In the Russian president’s fourth televised statement in as many weeks about the coronavirus pandemic, he promised direct financial support to businesses hit hardest by the nationwide lockdown, including small and medium-sized businesses and airlines.
- State payments of 12,130 rubles ($160) per month to small and medium-sized businesses for every employee in April and May, provided firms maintain 90% of their workforce.
- A package of 200 billion rubles ($2.6 billion) of support for regional budgets from the federal government.
- Government support worth at least 23 billion rubles ($307 million) for airlines.
- Reforms to the government-backed system of interest-free salary loans for firms, which has recieved criticism since it launched with businesses and consumers reporting high refusal rates and difficulty accessing credit.
The president has previously come under fire from economists and business leaders for not offering a comprehensive support package for businesses sooner, as Russia is now in the third week of a national shutdown which has shuttered most non-essential shops, restaurants and other service businesses.

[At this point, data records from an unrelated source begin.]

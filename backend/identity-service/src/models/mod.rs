/// Data models for sessions and issued tokens
pub mod session;

pub use session::{JwtTokenModel, SessionRecord};
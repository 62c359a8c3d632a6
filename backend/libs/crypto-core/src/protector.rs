//! Envelope protection for short-lived verification secrets.
//!
//! A [`Protector`] mints tamper-evident, time-bounded envelopes around a
//! secret the user must echo back (an emailed link token or an SMS code).
//! The service hands the envelope out as an opaque `signature` string and
//! later proves a submission against it without storing the secret.
//!
//! ## Key Derivation
//!
//! One 64-byte master key is expanded with HKDF-SHA256 into two independent
//! 32-byte subkeys: an AES-256-GCM key and an HMAC-SHA256 key.
//!
//! ## Wire Format
//!
//! ```text
//! payload   = JSON {value, metadata, version, expiresAt(ms)}
//! sealed    = nonce(12) || AES-256-GCM(payload) || tag(16)
//! signature = HMAC-SHA256(base64(sealed) || "|" || version)
//! envelope  = base64(JSON {version, payload: base64(sealed), signature: base64(signature)})
//! ```
//!
//! The MAC covers the version string, so an envelope cannot be relabelled to
//! reach a different decode path. It is checked before any decryption.

use crate::clock::{system_clock, SharedClock};
use crate::codes::{generate_code, CodeKind, MAX_SHORT_CODE_LENGTH, MIN_SHORT_CODE_LENGTH};
use crate::hash::constant_time_eq;
use aes_gcm::{
    aead::{Aead, KeyInit},
    Aes256Gcm, Nonce,
};
use base64::{engine::general_purpose::STANDARD, Engine as _};
use chrono::{DateTime, Duration, SubsecRound, Utc};
use hkdf::Hkdf;
use hmac::{Hmac, Mac};
use rand::{rngs::OsRng, RngCore};
use serde::{Deserialize, Serialize};
use sha2::Sha256;
use std::collections::BTreeMap;
use std::fmt;
use tracing::debug;

type HmacSha256 = Hmac<Sha256>;

pub const MASTER_KEY_LEN: usize = 64;
pub const ENVELOPE_VERSION_V1: &str = "v1";

const KEY_DERIVATION_INFO: &[u8] = b"konabra-protector-key-derivation";
const SUBKEY_LEN: usize = 32;
const NONCE_LEN: usize = 12;
const TAG_LEN: usize = 16;
const TOKEN_LENGTH: usize = 32;

pub type Metadata = BTreeMap<String, String>;
pub type Result<T> = std::result::Result<T, ProtectorError>;

#[derive(Debug, thiserror::Error)]
pub enum ProtectorError {
    #[error("master key must be 64 bytes, got {0}")]
    InvalidMasterKey(usize),
    #[error("master key is not valid base64")]
    InvalidMasterKeyEncoding,
    #[error("failed to derive protector keys")]
    KeyDerivation,
    #[error("invalid code kind '{0}'")]
    InvalidCodeKind(String),
    #[error("invalid code length {0}")]
    InvalidCodeLength(usize),
    #[error("ttl must be positive and within the representable time range")]
    InvalidTtl,
    #[error("encryption failed: {0}")]
    Encryption(String),
    #[error("invalid signature")]
    SignatureInvalid,
    #[error("failed to decrypt payload")]
    DecryptFailure,
    #[error("failed to decode envelope: {0}")]
    Decode(String),
    #[error("ciphertext too short")]
    CiphertextTooShort,
    #[error("envelope has expired")]
    Expired,
    #[error("submitted value does not match")]
    ValueMismatch,
}

impl ProtectorError {
    pub fn is_expired(&self) -> bool {
        matches!(self, ProtectorError::Expired)
    }

    /// Errors raised by bad caller input before anything was sealed or opened.
    pub fn is_validation(&self) -> bool {
        matches!(
            self,
            ProtectorError::InvalidMasterKey(_)
                | ProtectorError::InvalidMasterKeyEncoding
                | ProtectorError::InvalidCodeKind(_)
                | ProtectorError::InvalidCodeLength(_)
                | ProtectorError::InvalidTtl
        )
    }
}

/// The signed container handed to callers (base64 of its JSON form).
#[derive(Debug, Clone, PartialEq, Eq, Serialize, Deserialize)]
#[serde(deny_unknown_fields)]
pub struct Envelope {
    pub version: String,
    pub payload: String,
    pub signature: String,
}

#[derive(Debug, Clone, Serialize, Deserialize)]
#[serde(rename_all = "camelCase", deny_unknown_fields)]
struct Payload {
    value: String,
    #[serde(default, skip_serializing_if = "Metadata::is_empty")]
    metadata: Metadata,
    version: String,
    expires_at: i64,
}

#[derive(Debug, Clone, PartialEq, Eq)]
pub struct TokenInfo {
    pub value: String,
    pub metadata: Metadata,
    pub expires_at: DateTime<Utc>,
    pub signature: String,
}

#[derive(Debug, Clone, PartialEq, Eq)]
pub struct ShortCodeInfo {
    pub code: String,
    pub metadata: Metadata,
    pub expires_at: DateTime<Utc>,
    pub signature: String,
}

/// Immutable after construction; safe to share across tasks behind an `Arc`.
pub struct Protector {
    cipher: Aes256Gcm,
    mac: HmacSha256,
    clock: SharedClock,
}

impl fmt::Debug for Protector {
    fn fmt(&self, f: &mut fmt::Formatter<'_>) -> fmt::Result {
        f.debug_struct("Protector")
            .field("clock", &self.clock)
            .finish_non_exhaustive()
    }
}

impl Protector {
    pub fn new(master_key: &[u8]) -> Result<Self> {
        Self::with_clock(master_key, system_clock())
    }

    pub fn with_clock(master_key: &[u8], clock: SharedClock) -> Result<Self> {
        if master_key.len() != MASTER_KEY_LEN {
            return Err(ProtectorError::InvalidMasterKey(master_key.len()));
        }

        let mut derived = [0u8; SUBKEY_LEN * 2];
        Hkdf::<Sha256>::new(None, master_key)
            .expand(KEY_DERIVATION_INFO, &mut derived)
            .map_err(|_| ProtectorError::KeyDerivation)?;

        let (aes_key, hmac_key) = derived.split_at(SUBKEY_LEN);
        let cipher = Aes256Gcm::new_from_slice(aes_key).map_err(|_| ProtectorError::KeyDerivation)?;
        let mac = <HmacSha256 as Mac>::new_from_slice(hmac_key)
            .map_err(|_| ProtectorError::KeyDerivation)?;
        derived.fill(0);

        Ok(Self { cipher, mac, clock })
    }

    /// Build from the base64 form used in configuration.
    pub fn from_base64(master_key: &str) -> Result<Self> {
        Self::from_base64_with_clock(master_key, system_clock())
    }

    pub fn from_base64_with_clock(master_key: &str, clock: SharedClock) -> Result<Self> {
        let key = STANDARD
            .decode(master_key.trim())
            .map_err(|_| ProtectorError::InvalidMasterKeyEncoding)?;
        Self::with_clock(&key, clock)
    }

    /// Mint a 32-character alphanumeric token valid for `ttl`.
    pub fn generate_token(&self, ttl: Duration, metadata: Metadata) -> Result<TokenInfo> {
        let value = generate_code(CodeKind::Alphanumeric, TOKEN_LENGTH);
        let (expires_at, signature) = self.seal(&value, ttl, &metadata)?;

        Ok(TokenInfo {
            value,
            metadata,
            expires_at,
            signature,
        })
    }

    pub fn verify_token(&self, signature: &str, expected_value: &str) -> Result<TokenInfo> {
        let payload = self.open(signature, expected_value).map_err(|e| {
            debug!(error = %e, "token envelope rejected");
            e
        })?;
        let expires_at = millis_to_datetime(payload.expires_at)?;

        Ok(TokenInfo {
            value: payload.value,
            metadata: payload.metadata,
            expires_at,
            signature: signature.to_string(),
        })
    }

    /// Mint a human-typeable code, typically delivered over SMS.
    pub fn generate_short_code(
        &self,
        kind: CodeKind,
        length: usize,
        ttl: Duration,
        metadata: Metadata,
    ) -> Result<ShortCodeInfo> {
        if !(MIN_SHORT_CODE_LENGTH..=MAX_SHORT_CODE_LENGTH).contains(&length) {
            return Err(ProtectorError::InvalidCodeLength(length));
        }

        let code = generate_code(kind, length);
        let (expires_at, signature) = self.seal(&code, ttl, &metadata)?;

        Ok(ShortCodeInfo {
            code,
            metadata,
            expires_at,
            signature,
        })
    }

    pub fn verify_short_code(&self, signature: &str, expected_code: &str) -> Result<ShortCodeInfo> {
        let payload = self.open(signature, expected_code).map_err(|e| {
            debug!(error = %e, "short code envelope rejected");
            e
        })?;
        let expires_at = millis_to_datetime(payload.expires_at)?;

        Ok(ShortCodeInfo {
            code: payload.value,
            metadata: payload.metadata,
            expires_at,
            signature: signature.to_string(),
        })
    }

    fn seal(
        &self,
        value: &str,
        ttl: Duration,
        metadata: &Metadata,
    ) -> Result<(DateTime<Utc>, String)> {
        if ttl <= Duration::zero() {
            return Err(ProtectorError::InvalidTtl);
        }

        let expires_at = self
            .clock
            .now()
            .checked_add_signed(ttl)
            .ok_or(ProtectorError::InvalidTtl)?
            .trunc_subsecs(3);
        let payload = Payload {
            value: value.to_string(),
            metadata: metadata.clone(),
            version: ENVELOPE_VERSION_V1.to_string(),
            expires_at: expires_at.timestamp_millis(),
        };

        Ok((expires_at, self.encrypt_and_sign(&payload)?))
    }

    /// Expiry is checked before the value so callers can tell "expired" from "incorrect".
    fn open(&self, signature: &str, expected_value: &str) -> Result<Payload> {
        let payload = self.decrypt_and_verify(signature)?;

        if self.clock.now().timestamp_millis() > payload.expires_at {
            return Err(ProtectorError::Expired);
        }

        if !constant_time_eq(payload.value.as_bytes(), expected_value.as_bytes()) {
            return Err(ProtectorError::ValueMismatch);
        }

        Ok(payload)
    }

    fn encrypt_and_sign(&self, payload: &Payload) -> Result<String> {
        let plaintext =
            serde_json::to_vec(payload).map_err(|e| ProtectorError::Encryption(e.to_string()))?;

        let mut nonce = [0u8; NONCE_LEN];
        OsRng.fill_bytes(&mut nonce);

        let ciphertext = self
            .cipher
            .encrypt(Nonce::from_slice(&nonce), plaintext.as_slice())
            .map_err(|e| ProtectorError::Encryption(format!("AES-GCM failed: {e}")))?;

        let mut sealed = Vec::with_capacity(NONCE_LEN + ciphertext.len());
        sealed.extend_from_slice(&nonce);
        sealed.extend_from_slice(&ciphertext);

        let payload_b64 = STANDARD.encode(&sealed);
        let signature = self
            .envelope_mac(&payload_b64, &payload.version)
            .finalize()
            .into_bytes();

        let envelope = Envelope {
            version: payload.version.clone(),
            payload: payload_b64,
            signature: STANDARD.encode(signature),
        };
        let envelope_json =
            serde_json::to_vec(&envelope).map_err(|e| ProtectorError::Encryption(e.to_string()))?;

        Ok(STANDARD.encode(envelope_json))
    }

    fn decrypt_and_verify(&self, encoded: &str) -> Result<Payload> {
        let envelope_json = STANDARD
            .decode(encoded)
            .map_err(|e| ProtectorError::Decode(format!("envelope is not base64: {e}")))?;
        let envelope: Envelope = serde_json::from_slice(&envelope_json)
            .map_err(|e| ProtectorError::Decode(format!("malformed envelope: {e}")))?;

        let signature = STANDARD
            .decode(&envelope.signature)
            .map_err(|_| ProtectorError::SignatureInvalid)?;
        self.envelope_mac(&envelope.payload, &envelope.version)
            .verify_slice(&signature)
            .map_err(|_| ProtectorError::SignatureInvalid)?;

        // Authentic from here on; only versions this build understands are opened.
        if envelope.version != ENVELOPE_VERSION_V1 {
            return Err(ProtectorError::Decode(format!(
                "unsupported envelope version '{}'",
                envelope.version
            )));
        }

        let sealed = STANDARD
            .decode(&envelope.payload)
            .map_err(|e| ProtectorError::Decode(format!("payload is not base64: {e}")))?;
        if sealed.len() < NONCE_LEN + TAG_LEN {
            return Err(ProtectorError::CiphertextTooShort);
        }

        let (nonce, ciphertext) = sealed.split_at(NONCE_LEN);
        let plaintext = self
            .cipher
            .decrypt(Nonce::from_slice(nonce), ciphertext)
            .map_err(|_| ProtectorError::DecryptFailure)?;

        let payload: Payload = serde_json::from_slice(&plaintext)
            .map_err(|e| ProtectorError::Decode(format!("malformed payload: {e}")))?;
        if payload.version != envelope.version {
            return Err(ProtectorError::Decode("payload version mismatch".to_string()));
        }

        Ok(payload)
    }

    fn envelope_mac(&self, payload_b64: &str, version: &str) -> HmacSha256 {
        let mut mac = self.mac.clone();
        mac.update(payload_b64.as_bytes());
        mac.update(b"|");
        mac.update(version.as_bytes());
        mac
    }
}

fn millis_to_datetime(millis: i64) -> Result<DateTime<Utc>> {
    DateTime::<Utc>::from_timestamp_millis(millis)
        .ok_or_else(|| ProtectorError::Decode("expiry out of range".to_string()))
}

A government survey of businesses outside Moscow found more than half had been forced to shut down work and most were having trouble paying staff, the Kremlin’s business ombudsman Boris Titov wrote on Facebook. Meanwhile, leading liberal economists called on the government to go significantly further ahead of Putin's speech, pushing for the Central Bank to launch a quantitative easing program and for direct cash payments to citizens.
In his address, Putin also ordered the government to complete a list of companies deemed “systemically important” to the Russian economy, which would then be eligible for further direct support from the state. The list currently has 646 of the country’s largest companies, accounting for the majority of the Russian workforce.

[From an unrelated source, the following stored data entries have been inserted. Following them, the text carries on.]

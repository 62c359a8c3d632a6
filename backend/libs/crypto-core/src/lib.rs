//! Cryptographic primitives shared by the Konabra backend.
//!
//! - `jwt`: HS256 session-token codec with typed claims
//! - `protector`: encrypt-then-MAC envelopes for one-time tokens and codes
//! - `codes`: random numeric / alphanumeric secrets
//! - `totp`: RFC 6238 time-based codes for account flows
//! - `hash`: SHA-256 digests and constant-time comparison
//! - `clock`: injectable time source

pub mod clock;
pub mod codes;
pub mod hash;
pub mod jwt;
pub mod protector;
pub mod totp;

pub use clock::{Clock, ManualClock, SharedClock, SystemClock};
pub use codes::CodeKind;
pub use hash::{hash_token, sha256};
pub use protector::{Metadata, Protector, ProtectorError, ShortCodeInfo, TokenInfo};
pub use totp::{purpose_secret, CodeProvider, TotpError};
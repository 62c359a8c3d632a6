/// Session record persistence for identity service
pub mod memory;
pub mod sessions;

// Re-export commonly used types
pub use memory::InMemorySessionStore;
pub use sessions::{PgSessionStore, SessionFilter, SessionStore, TokenHashMatch};
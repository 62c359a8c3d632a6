/// Session token codec (HS256)
///
/// Signs and statelessly validates the bearer tokens handed out at sign-in.
/// Revocation is not decided here: callers pair a successful validation with
/// a lookup against their session store.
///
/// ## Security Design
///
/// - **HS256 ONLY**: any other `alg` header is rejected before signature checks
/// - **Typed claims**: tokens decode into [`SessionClaims`]; custom claims are a
///   closed set of scalar shapes, so structured values fail at the boundary
/// - **Registered names are reserved**: custom claims cannot shadow `sub`, `exp`, ...
/// - **One failure**: every verification problem surfaces as [`JwtError::Invalid`];
///   the precise reason is only logged
/// - **No globals**: keys live in a [`JwtCodec`] value built at startup
use crate::clock::SharedClock;
use chrono::{DateTime, Utc};
use jsonwebtoken::{decode, decode_header, encode, Algorithm, DecodingKey, EncodingKey, Header, Validation};
use serde::{Deserialize, Serialize};
use std::collections::BTreeMap;
use std::fmt;
use tracing::{debug, warn};
use uuid::Uuid;

// ============================================================================
// Constants
// ============================================================================

/// Minimum HS256 secret length in bytes
pub const MIN_SECRET_LEN: usize = 32;

/// JWT algorithm - session tokens are always HS256
const JWT_ALGORITHM: Algorithm = Algorithm::HS256;

/// Claim names owned by the codec
pub const RESERVED_CLAIMS: [&str; 8] = ["iss", "sub", "aud", "exp", "iat", "nbf", "jti", "type"];

pub const ROLES_CLAIM: &str = "roles";

pub type Result<T> = std::result::Result<T, JwtError>;

#[derive(Debug, thiserror::Error)]
pub enum JwtError {
    /// Rejected before anything was signed
    #[error("validation error: {0}")]
    Validation(String),
    /// Any verification failure; detail is logged, never returned
    #[error("invalid token")]
    Invalid,
    #[error("failed to encode token: {0}")]
    Encoding(String),
}

// ============================================================================
// Data Structures
// ============================================================================

#[derive(Debug, Clone, Copy, PartialEq, Eq, Hash, Serialize, Deserialize)]
#[serde(rename_all = "lowercase")]
pub enum TokenKind {
    Access,
    Refresh,
}

impl TokenKind {
    pub fn as_str(self) -> &'static str {
        match self {
            TokenKind::Access => "access",
            TokenKind::Refresh => "refresh",
        }
    }
}

impl fmt::Display for TokenKind {
    fn fmt(&self, f: &mut fmt::Formatter<'_>) -> fmt::Result {
        f.write_str(self.as_str())
    }
}

/// Value shapes accepted for caller-supplied claims.
///
/// Objects and nested arrays have no variant, so a token carrying them fails
/// to decode.
#[derive(Debug, Clone, PartialEq, Serialize, Deserialize)]
#[serde(untagged)]
pub enum ClaimValue {
    Bool(bool),
    Integer(i64),
    Float(f64),
    Text(String),
    TextList(Vec<String>),
}
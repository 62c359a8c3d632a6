use sha2::{Digest, Sha256};

/// Compute SHA256 hash of input bytes
pub fn sha256(input: &[u8]) -> [u8; 32] {
    let mut hasher = Sha256::new();
    hasher.update(input);
    hasher.finalize().into()
}

/// Hex-encoded SHA-256 digest of a bearer token.
///
/// Only this digest is ever persisted; the raw token never leaves the caller.
pub fn hash_token(token: &str) -> String {
    hex::encode(sha256(token.as_bytes()))
}

/// Compare two byte strings without short-circuiting on the first mismatch.
///
/// Length is not secret here: a length mismatch returns early.
pub fn constant_time_eq(a: &[u8], b: &[u8]) -> bool {
    if a.len() != b.len() {
        return false;
    }
    a.iter().zip(b.iter()).fold(0u8, |acc, (x, y)| acc | (x ^ y)) == 0
}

Businesses eligible for payouts per employee will not be able to apply until the beginning of next month, with the first payments to be made on May 18, Putin said.
A modest package
Despite the new measures, Russia’s package of emergency economic measures remains modest.
Sofya Donets, economist at Renaissance Capital, estimates the new program unveiled today takes the government’s spending on support for businesses and the economy to around 1.5-2% of GDP, up only 0.3 percentage points.
That compares to levels topping 10% of GDP in the U.S. and similarly large commitments in other western European countries.
Alexei Kudrin, head of Russia’s Audit Chamber said Monday the government needs to unleash a stimulus package worth at least 7% of Russia’s GDP to save the economy — more than four times the current level.
“The small scale of economic support measures will deepen the recession,” Christopher Granville, managing director of TS Lombard said in a research note Wednesday.
He added that “the design of much of this support, such as it is, seems liable to aggravate structural problems in the Russian economy. This threatened blow to growth potential would make the recovery, when it finally comes, that much more painful and halting.”
Earlier this week, Putin warned that Russia’s coronavirus situation is worsening, saying “the number of people who are getting sick is increasing, with more cases of severe illness.” In previous addresses, Putin enacted a nationwide “non-working” period to slow the spread of the virus and announced some measures to support businesses but delegated most decision-making authority to regional officials.